Saved data entries
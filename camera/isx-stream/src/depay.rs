//! Reassembly of frames from RFC 4175 packets.

use tracing::{debug, trace};

use crate::geometry::{PGROUP_BYTES, StreamGeometry};
use crate::rtp::{RtpError, RtpPacket, parse_raw_video_payload};

/// A frame as it came off the wire, before decoding.
#[derive(Debug, Clone, PartialEq, Eq)]
pub struct AssembledFrame {
    pub rtp_timestamp: u32,
    /// RGBA/8 bytes, [StreamGeometry::frame_size_bytes] long.
    pub data: Vec<u8>,
    /// Every byte arrived and no packet was lost.
    pub complete: bool,
}

struct InProgress {
    rtp_timestamp: u32,
    data: Vec<u8>,
    bytes_covered: usize,
    damaged: bool,
}

/// Collects packets into frames.
///
/// A frame ends with the RTP marker bit. A packet with a new timestamp
/// finishes the previous frame as incomplete.
pub struct Depayloader {
    stride: usize,
    width: usize,
    height: usize,
    frame_size: usize,
    last_seq: Option<u16>,
    current: Option<InProgress>,
}

impl Depayloader {
    pub fn new(geometry: &StreamGeometry) -> Self {
        Self {
            stride: geometry.rtp_stride(),
            width: geometry.rtp_width as usize,
            height: geometry.rtp_height as usize,
            frame_size: geometry.frame_size_bytes(),
            last_seq: None,
            current: None,
        }
    }

    /// Feed one packet.
    ///
    /// Returns the frames finished by this packet: at most one frame cut short
    /// by a timestamp change, followed by at most one frame ended by the
    /// marker bit. On error the frame in progress is marked damaged.
    pub fn push(&mut self, packet: &RtpPacket) -> (Vec<AssembledFrame>, Result<(), RtpError>) {
        let mut finished = Vec::new();

        if let Some(last) = self.last_seq {
            let expected = last.wrapping_add(1);
            if packet.sequence_number != expected {
                debug!(
                    "RTP sequence gap: expected {}, got {}",
                    expected, packet.sequence_number
                );
                if let Some(cur) = self.current.as_mut() {
                    cur.damaged = true;
                }
            }
        }
        self.last_seq = Some(packet.sequence_number);

        let timestamp_changed = self
            .current
            .as_ref()
            .is_some_and(|cur| cur.rtp_timestamp != packet.timestamp);
        if timestamp_changed {
            debug!("new timestamp {} before end of frame", packet.timestamp);
            if let Some(frame) = self.finish() {
                finished.push(frame);
            }
        }

        let frame_size = self.frame_size;
        let cur = self.current.get_or_insert_with(|| InProgress {
            rtp_timestamp: packet.timestamp,
            data: vec![0; frame_size],
            bytes_covered: 0,
            damaged: false,
        });

        let result = write_segments(cur, packet.payload, self.stride, self.width, self.height);
        if result.is_err() {
            cur.damaged = true;
        }

        if packet.marker {
            if let Some(frame) = self.finish() {
                finished.push(frame);
            }
        }
        (finished, result)
    }

    /// Abandon the frame in progress, e.g. after a socket error.
    pub fn reset(&mut self) {
        self.current = None;
        self.last_seq = None;
    }

    fn finish(&mut self) -> Option<AssembledFrame> {
        let cur = self.current.take()?;
        let complete = !cur.damaged && cur.bytes_covered >= self.frame_size;
        trace!(
            "frame {} finished: {}/{} bytes, damaged: {}",
            cur.rtp_timestamp, cur.bytes_covered, self.frame_size, cur.damaged
        );
        Some(AssembledFrame {
            rtp_timestamp: cur.rtp_timestamp,
            data: cur.data,
            complete,
        })
    }
}

fn write_segments(
    cur: &mut InProgress,
    payload: &[u8],
    stride: usize,
    width: usize,
    height: usize,
) -> Result<(), RtpError> {
    let (_ext_seq, segments) = parse_raw_video_payload(payload)?;
    let pgroup = PGROUP_BYTES as usize;
    for seg in segments {
        let length = seg.data.len();
        if length % pgroup != 0 {
            return Err(RtpError::PartialPixelGroup(length as u16));
        }
        let line = seg.line as usize;
        let offset = seg.offset as usize;
        if line >= height || offset + length / pgroup > width {
            return Err(RtpError::SegmentOutOfBounds {
                line: seg.line,
                offset: seg.offset,
                length: length as u16,
            });
        }
        let start = line * stride + offset * pgroup;
        cur.data[start..start + length].copy_from_slice(seg.data);
        cur.bytes_covered += length;
    }
    Ok(())
}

__WHAT YOU SHOULD DO__
Check the lines above and copy each one that includes "frames".

__FINISHED EXERCISE__
//! Reassembly of frames from RFC 4175 packets.
/// Collects packets into frames.
    /// Returns the frames finished by this packet: at most one frame cut short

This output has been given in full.